Maciej Piotr Synak


Od mniej więcej dwóch lat zauważam, że ktoś bez mojej wiedzy usuwa z bloga zdjęcia, całe posty lub ingeruje w tekst, może to prowadzić do wypaczenia sensu tego co napisałem lub uniemożliwiać zrozumienie treści, uwagę zamieszczam w styczniu 2024 roku.

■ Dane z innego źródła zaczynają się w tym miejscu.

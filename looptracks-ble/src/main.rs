//! BLE setup tool for Loop Tracks indicators
//!
//! Finds a Loop Tracks device, connects, and walks it through Wi-Fi, transit
//! system and line color setup.

mod settings;

use std::io::{self, BufRead, Write};
use std::time::Duration;

use clap::{Parser, Subcommand};
use looptracks_ble_controller::{
    btle, SessionConfig, SessionHandle, SessionState, Wizard, WizardStep,
};
use looptracks_proto::{Acknowledgement, LineColor, TransitSystem};
use tokio::sync::broadcast;

use settings::Settings;

// Pre-filled answers for the Wi-Fi prompts
const DEFAULT_SSID: &str = "WCL";
const DEFAULT_PASSWORD: &str = "atmega328";

#[derive(Parser)]
#[command(name = "looptracks-ble")]
#[command(about = "BLE setup tool for Loop Tracks indicators")]
struct Cli {
    /// Seconds to wait for a connection, and for the device to answer
    #[arg(short, long, global = true, default_value = "10")]
    wait: u64,

    /// Delay in milliseconds before rescanning after a dropped link
    #[arg(long, global = true, default_value = "0")]
    rescan_backoff_ms: u64,

    #[command(subcommand)]
    command: Commands,
}

#[derive(Subcommand)]
enum Commands {
    /// Scan for Loop Tracks devices
    Scan {
        /// Scan duration in seconds
        #[arg(short, long, default_value = "5")]
        duration: u64,
    },
    #[command(flatten)]
    Device(DeviceCommand),
}

/// Commands that need a connected device
#[derive(Subcommand)]
enum DeviceCommand {
    /// Send WiFi credentials to a device
    Wifi {
        /// WiFi SSID (read from --file when omitted)
        #[arg(long, requires = "password")]
        ssid: Option<String>,
        /// WiFi password
        #[arg(long, requires = "ssid")]
        password: Option<String>,
        /// WiFi credentials file (SSID on line 1, password on line 2)
        #[arg(short, long, default_value = "wifi_credentials.txt")]
        file: String,
    },
    /// Select the transit system (cta or mbta)
    City { system: TransitSystem },
    /// Assign a line color to the line the indicator is flashing
    Color { color: LineColor },
    /// Reset the device's transit setup (WiFi is kept)
    Reset,
    /// Show connection status and saved progress
    Status,
    /// Walk through every setup step interactively
    Wizard,
}

#[tokio::main]
async fn main() -> Result<(), Box<dyn std::error::Error>> {
    env_logger::Builder::from_env(env_logger::Env::default().default_filter_or("info")).init();

    let cli = Cli::parse();
    let wait = Duration::from_secs(cli.wait);
    let config = SessionConfig {
        rescan_backoff: Duration::from_millis(cli.rescan_backoff_ms),
        ..SessionConfig::default()
    };

    match cli.command {
        Commands::Scan { duration } => scan_devices(duration).await,
        Commands::Device(command) => run(command, config, wait).await,
    }
}

async fn run(
    command: DeviceCommand,
    config: SessionConfig,
    wait: Duration,
) -> Result<(), Box<dyn std::error::Error>> {
    let settings_path = settings::settings_path()?;
    let settings = Settings::load(&settings_path)?;

    let session = connect(config, wait).await?;
    let mut acks = session.acknowledgements();
    let mut wizard = Wizard::with_progress(session, settings.progress());

    match command {
        DeviceCommand::Wifi { ssid, password, file } => {
            let (ssid, password) = match (ssid, password) {
                (Some(ssid), Some(password)) => (ssid, password),
                _ => read_wifi_credentials(&file)?,
            };
            println!("Sending WiFi credentials...");
            println!("  SSID: {}", ssid);
            wizard.set_wifi(&ssid, &password).await?;
            report_ack(&mut acks, wait).await;
        }
        DeviceCommand::City { system } => {
            wizard.set_train_system(system).await?;
            report_ack(&mut acks, wait).await;
        }
        DeviceCommand::Color { color } => {
            if let Some(system) = wizard.progress().train_system {
                if !system.supports(color) {
                    println!("Warning: {} has no {} line", system, color);
                }
            }
            wizard.set_color(color).await?;
            report_ack(&mut acks, wait).await;
        }
        DeviceCommand::Reset => {
            wizard.reset_configuration().await?;
            println!("Reset command sent! The device keeps its WiFi and will restart.");
        }
        DeviceCommand::Status => print_status(&wizard),
        DeviceCommand::Wizard => run_wizard(&mut wizard, &mut acks, wait).await?,
    }

    Settings::from_progress(wizard.progress()).save(&settings_path)?;
    Ok(())
}

fn read_wifi_credentials(file: &str) -> Result<(String, String), Box<dyn std::error::Error>> {
    let content = std::fs::read_to_string(file)?;
    let mut lines = content.lines();
    let ssid = lines
        .next()
        .ok_or("Missing SSID in credentials file")?
        .trim()
        .to_string();
    let password = lines
        .next()
        .ok_or("Missing password in credentials file")?
        .trim()
        .to_string();
    Ok((ssid, password))
}

async fn scan_devices(duration: u64) -> Result<(), Box<dyn std::error::Error>> {
    println!("Scanning for Loop Tracks devices ({} seconds)...", duration);

    let adapter = btle::first_adapter().await?;
    let devices = btle::scan(&adapter, Duration::from_secs(duration)).await?;

    println!("\nFound {} devices:", devices.len());
    for device in devices {
        let rssi = device
            .rssi
            .map(|r| format!("{} dBm", r))
            .unwrap_or_else(|| "N/A".to_string());
        println!("  {} ({}) RSSI: {}", device.name, device.address, rssi);
    }
    Ok(())
}

async fn connect(
    config: SessionConfig,
    wait: Duration,
) -> Result<SessionHandle, Box<dyn std::error::Error>> {
    println!("Scanning for a Loop Tracks device...");
    let session = btle::start(config).await?;

    let status = tokio::time::timeout(wait, session.wait_for(SessionState::Connected))
        .await
        .map_err(|_| "No Loop Tracks device found")??;

    println!(
        "Connected to {}",
        status.peripheral.as_deref().unwrap_or("Unknown device")
    );
    Ok(session)
}

/// Print whatever the device answers first. The protocol carries no request
/// id, so this is simply the next line it sends.
async fn report_ack(acks: &mut broadcast::Receiver<Acknowledgement>, wait: Duration) {
    match tokio::time::timeout(wait, acks.recv()).await {
        Ok(Ok(Acknowledgement::Ok)) => println!("Device: ok"),
        Ok(Ok(Acknowledgement::KnownError(e))) => println!("Device rejected: {}", e),
        Ok(Ok(Acknowledgement::Unknown(line))) => println!("Device: {}", line),
        Ok(Err(e)) => log::debug!("Acknowledgement stream: {e}"),
        Err(_) => println!("No answer from device (command may still have been applied)"),
    }
}

fn print_status(wizard: &Wizard) {
    let status = wizard.session().status();
    println!("Session: {:?}", status.state);
    if let Some(name) = status.peripheral {
        println!("Device: {}", name);
    }

    let progress = wizard.progress();
    println!("WiFi sent: {}", if progress.wifi_done { "yes" } else { "no" });
    match progress.train_system {
        Some(system) => println!("Transit system: {}", system),
        None => println!("Transit system: not set"),
    }
    if progress.colors.is_empty() {
        println!("Line colors: none assigned");
    } else {
        let colors: Vec<&str> = progress.colors.iter().map(|c| c.as_str()).collect();
        println!("Line colors: {}", colors.join(", "));
    }
    println!("Next step: {:?}", wizard.step());
}

async fn run_wizard(
    wizard: &mut Wizard,
    acks: &mut broadcast::Receiver<Acknowledgement>,
    wait: Duration,
) -> Result<(), Box<dyn std::error::Error>> {
    loop {
        match wizard.step() {
            WizardStep::Scanning => {
                println!("Lost the device, scanning...");
                let session = wizard.session().clone();
                tokio::time::timeout(wait, session.wait_for(SessionState::Connected))
                    .await
                    .map_err(|_| "No Loop Tracks device found")??;
            }
            WizardStep::Wifi => {
                let ssid = prompt("WiFi SSID", DEFAULT_SSID)?;
                let password = prompt("WiFi password", DEFAULT_PASSWORD)?;
                match wizard.set_wifi(&ssid, &password).await {
                    Ok(()) => report_ack(acks, wait).await,
                    Err(e) => println!("{}", e),
                }
            }
            WizardStep::TrainSystem => {
                let default = wizard
                    .progress()
                    .train_system
                    .unwrap_or(TransitSystem::Cta);
                let answer = prompt("Transit system (cta/mbta)", default.as_str())?;
                match answer.parse::<TransitSystem>() {
                    Ok(system) => {
                        wizard.set_train_system(system).await?;
                        report_ack(acks, wait).await;
                    }
                    Err(e) => println!("{}", e),
                }
            }
            WizardStep::Color => {
                let colors = wizard.colors();
                if colors.is_empty() {
                    println!("Every line has a color.");
                    return Ok(());
                }
                println!("Select the line color matching the flashing line:");
                for (color, label) in colors {
                    println!("  {:<7} {}", color.as_str(), label);
                }
                let answer = prompt("Line color (blank to finish, 'reset' to start over)", "")?;
                match answer.as_str() {
                    "" => return Ok(()),
                    "reset" => {
                        wizard.reset_configuration().await?;
                        println!("Reset command sent.");
                    }
                    token => match token.parse::<LineColor>() {
                        Ok(color) => {
                            wizard.set_color(color).await?;
                            report_ack(acks, wait).await;
                        }
                        Err(e) => println!("{}", e),
                    },
                }
            }
        }
    }
}

fn prompt(label: &str, default: &str) -> io::Result<String> {
    if default.is_empty() {
        print!("{}: ", label);
    } else {
        print!("{} [{}]: ", label, default);
    }
    io::stdout().flush()?;

    let mut line = String::new();
    io::stdin().lock().read_line(&mut line)?;
    let answer = line.trim();
    Ok(if answer.is_empty() { default } else { answer }.to_string())
}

wtorek, 27 października 2020

„liczba zachorowań na grypę na świecie spadła o 98%”

 

przedruk Antidiplomatico

tłumaczenie przeglądarki


Michele Galvani 

Wysłannik Covid  zabił  grypę ? Tak się wydaje, ponieważ według najnowszych brytyjskich badań „liczba zachorowań na grypę na świecie spadła o 98%”. Wielu obawiało się, że to „idealna burza zimowa”, koszmar, który zepchnie służbę zdrowia na skraj sytuacji - rząd Wielkiej Brytanii uruchomił największy w swojej historii program szczepień przeciw grypie. Trzydzieści milionów ludzi - o 20% więcej niż zwykle, w tym wszystkie osoby w wieku powyżej 50 lat - jest w trakcie szczepień. Według najnowszych doniesień, spożycie  szczepionki
 

 jest to już najwyższy poziom, jaki kiedykolwiek zarejestrowano u osób po pięćdziesiątce i małych dzieci. Jest tylko jeden ciekawy fakt: wydaje się, że grypa prawie zniknęła. Zniknięcie zaczęło się, gdy Covid-19 pojawił się pod koniec sezonu grypowego w marcu. Szybkość, z jaką spadały wskaźniki, można zobaczyć w danych z „nadzoru” zebranych przez Światową Organizację Zdrowia (WHO). Dane liczbowe dają zaskakujący wgląd w to, co stało się powszechnym trendem na całym świecie. W Australii w kwietniu odnotowano tylko 14 przypadków grypy, w porównaniu z 367 w tym samym miesiącu w 2019 r. - spadek o 96%.
 

  

W Afryce Południowej testy wykazały tylko dwa przypadki na początku sezonu, które szybko spadły do ​​zera w następnym miesiącu - ogólnie rzecz biorąc, oznacza to 99% spadek w porównaniu z poprzednim rokiem. W Wielkiej Brytanii sezon grypowy dopiero się zaczyna. Ale odkąd Covid-19 zaczął się rozprzestrzeniać w marcu, do WHO  zgłoszono tylko 767 przypadkóww porównaniu do blisko 7 tys. od marca do października ubiegłego roku. I chociaż potwierdzone laboratoryjnie przypadki grypy w zeszłym roku wzrosły o 10% między wrześniem a październikiem, z początkiem nowego sezonu w tym roku tylko o 0,7%. Niska liczba wskazuje, że rozprzestrzenianie się grypy w Wielkiej Brytanii jeszcze nie przyspieszyło. Potwierdzają to inne badania przeprowadzone przez Public Health England. Szacuje się, że globalnie wskaźniki grypy spadły o 98% w porównaniu z tym samym okresem w zeszłym roku.
 




„To prawda” - mówi dr David Strain, starszy profesor kliniczny na University of Exeter Medical School. „Nie ma wątpliwości, że obserwujemy znacznie mniej przypadków grypy”. Więc gdzie się podziała grypa? A co to oznacza dla naszej zimy? Istnieją intrygujące teorie, niektóre bardziej ekstrawaganckie niż inne. Są tacy, którzy twierdzą, że przypadki grypy w ogóle nie zniknęły, ale są zarejestrowane jako Covid-19. Sceptycy twierdzą, że testy Covid nie są w stanie odróżnić koronawirusa od grypy, „ale to po prostu nieprawda” - wyjaśniają eksperci.
 
Dr Elisabetta Groppelli, wirusolog i wykładowca zdrowia globalnego w St George's na Uniwersytecie w Londynie, wyjaśnia: „Grypa i Covid-19 są wywoływane przez bardzo różne wirusy, co widać pod mikroskopem. można pomylić jedno z drugim: fragment wirusowego materiału genetycznego koronawirusa wygląda jak kawałek spaghetti, podczas gdy materiał genetyczny testowanej grypy wygląda jak osiem kawałków makaronu penne. ”Kolejne przekonujące wyjaśnienie sugeruje, że obecność SARS-CoV-2,  wirusa  wywołującego Covid-19 i rozprzestrzenionego na całym świecie, w jakiś sposób „wyparła” wirusa grypy.